For a given source vertex v, we first define its heat vector via Equation (9) by using \( \phi _\mathrm{robust}^\prime \) instead of \( \phi _\mathrm{brute3} \). We then decide to match it with the vertex on the target shape whose heat vector is closest under \( {L_\infty } \) norm. Repeating this process for each source vertex reveals the desired many-to-one dense map \( \phi ^\ast \).
4.8 Filtering
In order to make our shape correspondence method work well and fast, we filter out paths \( \mathbf {p}_{il} \) and \( \mathbf {q}_{jm} \) immediately if reodesic distances from their corresponding endpoints to the current triplet \( \phi _\mathrm{brute3} = \lbrace (a_1,b_1),(a_2,b_2),(a_3,b_3)\rbrace \) are inconsistent. To this end, we set (11) \( \begin{equation} \rho = \min _{k \in \lbrace 1,2,3\rbrace } \min \left(\frac{d(s_i,a_k)}{d(t_j,b_k)}, \frac{d(t_j,b_k)}{d(s_i,a_k)}\right) \end{equation} \) where reodesic distances \( d(., .) \) are computed using \( \phi _\mathrm{brute3} \).

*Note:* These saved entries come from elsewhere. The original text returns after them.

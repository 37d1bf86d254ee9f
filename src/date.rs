use chrono::{Duration, Local, NaiveDate};

/// Display format used for `dateApplied`, e.g. "Aug 30, 2026".
const DATE_FORMAT: &str = "%b %-d, %Y";
const PARSE_FORMAT: &str = "%b %d, %Y";

/// Format "now" the way the tracker displays applied dates.
pub fn today_display() -> String {
    Local::now().format(DATE_FORMAT).to_string()
}

/// Parse a stored `dateApplied` string back into a date.
/// Returns None for strings written by hand or corrupted in storage.
pub fn parse_display(s: &str) -> Option<NaiveDate> {
    NaiveDate::parse_from_str(s.trim(), PARSE_FORMAT).ok()
}

/// True when the date falls within the last 7 days, inclusive.
pub fn is_within_week(date: NaiveDate) -> bool {
    date >= Local::now().date_naive() - Duration::days(7)
}

#[cfg(test)]
mod tests {
    use super::*;

    #[test]
    fn parses_padded_and_unpadded_days() {
        assert_eq!(
            parse_display("Aug 5, 2026"),
            NaiveDate::from_ymd_opt(2026, 8, 5)
        );
        assert_eq!(
            parse_display("Aug 05, 2026"),
            NaiveDate::from_ymd_opt(2026, 8, 5)
        );
        assert_eq!(parse_display("not a date"), None);
    }

    #[test]
    fn today_round_trips_through_parse() {
        let today = today_display();
        assert_eq!(parse_display(&today), Some(Local::now().date_naive()));
    }

    #[test]
    fn week_window_is_inclusive() {
        let today = Local::now().date_naive();
        assert!(is_within_week(today));
        assert!(is_within_week(today - Duration::days(7)));
        assert!(!is_within_week(today - Duration::days(8)));
    }
}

Path pair \( (\mathbf {p}_{il}, \mathbf {q}_{jm}) \) is filtered out, i.e., skipped, if \( \rho \lt 0.95 \).
Similarly, we skip further processing if the pointwise descriptors f at the endpoints are inconsistent (more than 0.1 difference), where f is the heat kernel signature \( k_\tau (s_i, s_i) \) (Section 4.4) averaged over small time parameter values [Sun et al. 2009] and divided by the maximum value to be normalized in \( [0,1] \). The same skips take place during the dense matching using f and using the winner triplet \( \phi _\mathrm{brute3}^\ast \) instead of the current triplet \( \phi _\mathrm{brute3} \) above.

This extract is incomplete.